Why snow squalls are one of the hardest events to forecast

Weather forecasting is never simple and southern Ontario snow squalls are one of the more difficult events to nail down. Meteorologist and experienced storm chaser, Mark Robinson, breaks down the complexities of this winter phenomenon.

Snow squalls aren’t unique to Ontario, but thanks to the geography of the southern part of the province, they are a big part of winter life there. They’re why we have ski hills like Horseshoe Valley and Blue Mountain. They are also why we deal with massive car collisions on the 400 and 402 highways.

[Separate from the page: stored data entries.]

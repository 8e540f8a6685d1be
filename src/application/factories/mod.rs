mod presenter_factory;
mod renderer_factory;

pub use presenter_factory::{PresenterFactory, PresenterType};
pub use renderer_factory::{RendererFactory, RendererType};
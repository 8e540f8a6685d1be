use serde::{Deserialize, Serialize};

/// Build counts by outcome, optionally restricted to a label.
#[derive(Debug, Clone, Copy, Default, PartialEq, Eq, Serialize, Deserialize)]
#[serde(rename_all = "camelCase", default)]
pub struct BuildSummary {
    pub total_builds: u64,
    pub successful_builds: u64,
    pub contaminated_builds: u64,
    pub running_builds: u64,
    pub failing_builds: u64,
}

/// Artifact counts by outcome, optionally restricted to a label.
#[derive(Debug, Clone, Copy, Default, PartialEq, Eq, Serialize, Deserialize)]
#[serde(rename_all = "camelCase", default)]
pub struct ArtifactSummary {
    pub total: u64,
    pub built: u64,
    pub failed: u64,
    pub missing: u64,
}
/// Network adapters for the rebuild service REST API
mod admin;
mod artifacts;
mod builds;
mod catalog;
mod http_client;

pub use http_client::{HttpConsoleClient, Query, REQUEST_ID_HEADER};
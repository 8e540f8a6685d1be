use async_trait::async_trait;
use std::str::FromStr;

use super::paged_list::{unknown_filter, ListFilter, PageSource, PagedList};
use crate::application::read_models::{Cell, Field};
use crate::application::routes::Route;
use crate::application::view_state::{ListQuery, TextFilter};
use crate::ports::outbound::{BuildApi, BuildHistoryQuery, QueueApi};
use crate::rebuild_tracking::domain::{BuildListItem, BuildState, BuildTool, Page};
use crate::rebuild_tracking::policies::StatusLabels;
use crate::shared::error::ConsoleError;
use crate::shared::Result;

/// Filters of the build list.
///
/// `gav` and `label_value` are search boxes; `label`, `state` and `tool` are
/// dropdowns and apply on selection.
#[derive(Debug, Clone, Default, PartialEq)]
pub struct BuildListFilter {
    pub gav: TextFilter,
    pub label: Option<String>,
    pub label_value: TextFilter,
    pub state: Option<BuildState>,
    pub tool: Option<BuildTool>,
}

impl BuildListFilter {
    fn text_field(&mut self, field: &str) -> Option<&mut TextFilter> {
        match field {
            "gav" => Some(&mut self.gav),
            "label-value" | "labelValue" => Some(&mut self.label_value),
            _ => None,
        }
    }
}

impl ListFilter for BuildListFilter {
    const FIELDS: &'static [&'static str] = &["gav", "label", "label-value", "state", "tool"];

    fn input(&mut self, field: &str, value: &str) -> Result<()> {
        let text = self
            .text_field(field)
            .ok_or_else(|| unknown_filter::<Self>(field))?;
        text.input(value);
        Ok(())
    }

    fn commit(&mut self, field: &str) -> Result<bool> {
        self.text_field(field)
            .map(TextFilter::commit)
            .ok_or_else(|| unknown_filter::<Self>(field))
    }

    fn select(&mut self, field: &str, value: &str) -> Result<bool> {
        if let Some(text) = self.text_field(field) {
            return Ok(text.set(value));
        }
        let value = value.trim();
        match field {
            "label" => {
                let label = (!value.is_empty() && value != "All").then(|| value.to_string());
                Ok(replace(&mut self.label, label))
            }
            "state" => {
                let state = parse_choice::<BuildState>(value)?;
                Ok(replace(&mut self.state, state))
            }
            "tool" => {
                let tool = parse_choice::<BuildTool>(value)?;
                Ok(replace(&mut self.tool, tool))
            }
            _ => Err(unknown_filter::<Self>(field)),
        }
    }

    fn fields(&self) -> Vec<Field> {
        let mut fields = Vec::new();
        if let Some(gav) = self.gav.query_value() {
            fields.push(Field::text("GAV", gav));
        }
        if let Some(label) = &self.label {
            fields.push(Field::text("Label", label.clone()));
        }
        if let Some(value) = self.label_value.query_value() {
            fields.push(Field::text("Label Value", value));
        }
        if let Some(state) = self.state {
            fields.push(Field::text("State", state.as_query()));
        }
        if let Some(tool) = self.tool {
            fields.push(Field::text("Tool", tool.display_name()));
        }
        fields
    }
}

/// Stores `value` and reports whether it differed.
pub(crate) fn replace<T: PartialEq>(slot: &mut T, value: T) -> bool {
    if *slot == value {
        return false;
    }
    *slot = value;
    true
}

/// Parses a dropdown choice; blank or `all` clears it.
pub(crate) fn parse_choice<T: FromStr<Err = String>>(value: &str) -> Result<Option<T>> {
    if value.is_empty() || value.eq_ignore_ascii_case("all") {
        return Ok(None);
    }
    T::from_str(value)
        .map(Some)
        .map_err(|message| ConsoleError::Validation { message }.into())
}

/// Build history rows, ordered by SCM repository.
pub struct BuildHistorySource<A> {
    api: A,
}

impl<A> BuildHistorySource<A> {
    pub fn new(api: A) -> Self {
        Self { api }
    }
}

#[async_trait]
impl<A: BuildApi + QueueApi> PageSource for BuildHistorySource<A> {
    type Filter = BuildListFilter;
    type Item = BuildListItem;

    fn title(&self) -> String {
        "Builds".to_string()
    }

    fn columns(&self) -> &'static [&'static str] {
        &["Status", "Build ID", "Repo", "Tag", "Artifacts"]
    }

    fn row(&self, item: &BuildListItem) -> Vec<Cell> {
        vec![
            Cell::Labels(StatusLabels::build_row(item)),
            Cell::link_or_text(
                item.name.clone(),
                Some(Route::Build(item.id).path()),
            ),
            Cell::text(item.scm_repo.clone()),
            Cell::text(item.tag.clone()),
            Cell::text(item.artifacts.clone()),
        ]
    }

    async fn fetch(&self, query: &ListQuery<BuildListFilter>) -> Result<Page<BuildListItem>> {
        let filter = &query.filter;
        let history = BuildHistoryQuery {
            page: query.page,
            gav: filter.gav.query_value(),
            label: filter.label.clone(),
            label_value: filter.label_value.query_value(),
            state: filter.state,
            tool: filter.tool,
        };
        self.api.list_builds(&history).await
    }

    fn order(&self, items: &mut [BuildListItem]) {
        items.sort_by(|a, b| a.scm_repo.cmp(&b.scm_repo));
    }

    async fn rebuild(&self, item: &BuildListItem) -> Result<()> {
        self.api.queue_build(&item.name).await
    }

    fn mark_queued(&self, item: &mut BuildListItem) {
        item.in_queue = true;
    }
}

pub type BuildList<A> = PagedList<BuildHistorySource<A>>;

pub fn build_list<A: BuildApi + QueueApi>(api: A, per_page: u32) -> BuildList<A> {
    PagedList::new(BuildHistorySource::new(api), per_page)
}

#[cfg(test)]
mod tests {
    use super::*;

    #[test]
    fn test_dropdown_selection_commits_immediately() {
        let mut filter = BuildListFilter::default();
        assert!(filter.select("state", "failed").unwrap());
        assert!(!filter.select("state", "failed").unwrap());
        assert_eq!(filter.state, Some(BuildState::Failed));
        assert!(filter.select("state", "all").unwrap());
        assert_eq!(filter.state, None);
    }

    #[test]
    fn test_typing_does_not_commit() {
        let mut filter = BuildListFilter::default();
        filter.input("gav", "org.apache").unwrap();
        assert!(filter.gav.query_value().is_none());
        assert!(filter.commit("gav").unwrap());
        assert_eq!(filter.gav.query_value().as_deref(), Some("org.apache"));
    }

    #[test]
    fn test_label_all_clears() {
        let mut filter = BuildListFilter::default();
        filter.select("label", "team").unwrap();
        assert!(filter.select("label", "All").unwrap());
        assert!(filter.label.is_none());
    }

    #[test]
    fn test_invalid_choice_and_unknown_field() {
        let mut filter = BuildListFilter::default();
        assert!(filter.select("tool", "bazel").is_err());
        assert!(filter.input("repo", "x").is_err());
    }
}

Meteorologist Mark Robinson seen filming with The Weather Network amid a snow squall. Courtesy: Mark Robinson

Squalls (more correctly known as “lake effect snow”) occur as cold air sweeps in over the ice-free Great Lakes in early winter or late fall in the wake of a major storm system. The cold, dry air “picks up” moisture from the, relatively, warm lakes, continues over the land and dumps the moisture as snow.

Sounds simple, right? Forecasters (like myself) should be able to tell everyone exactly where and when they’re going to occur. They should never end up on the 401 trying to figure out exactly where the edge of the road is while frantically checking the rearview mirror to ensure the car behind me isn’t about to make my day far more … complicated.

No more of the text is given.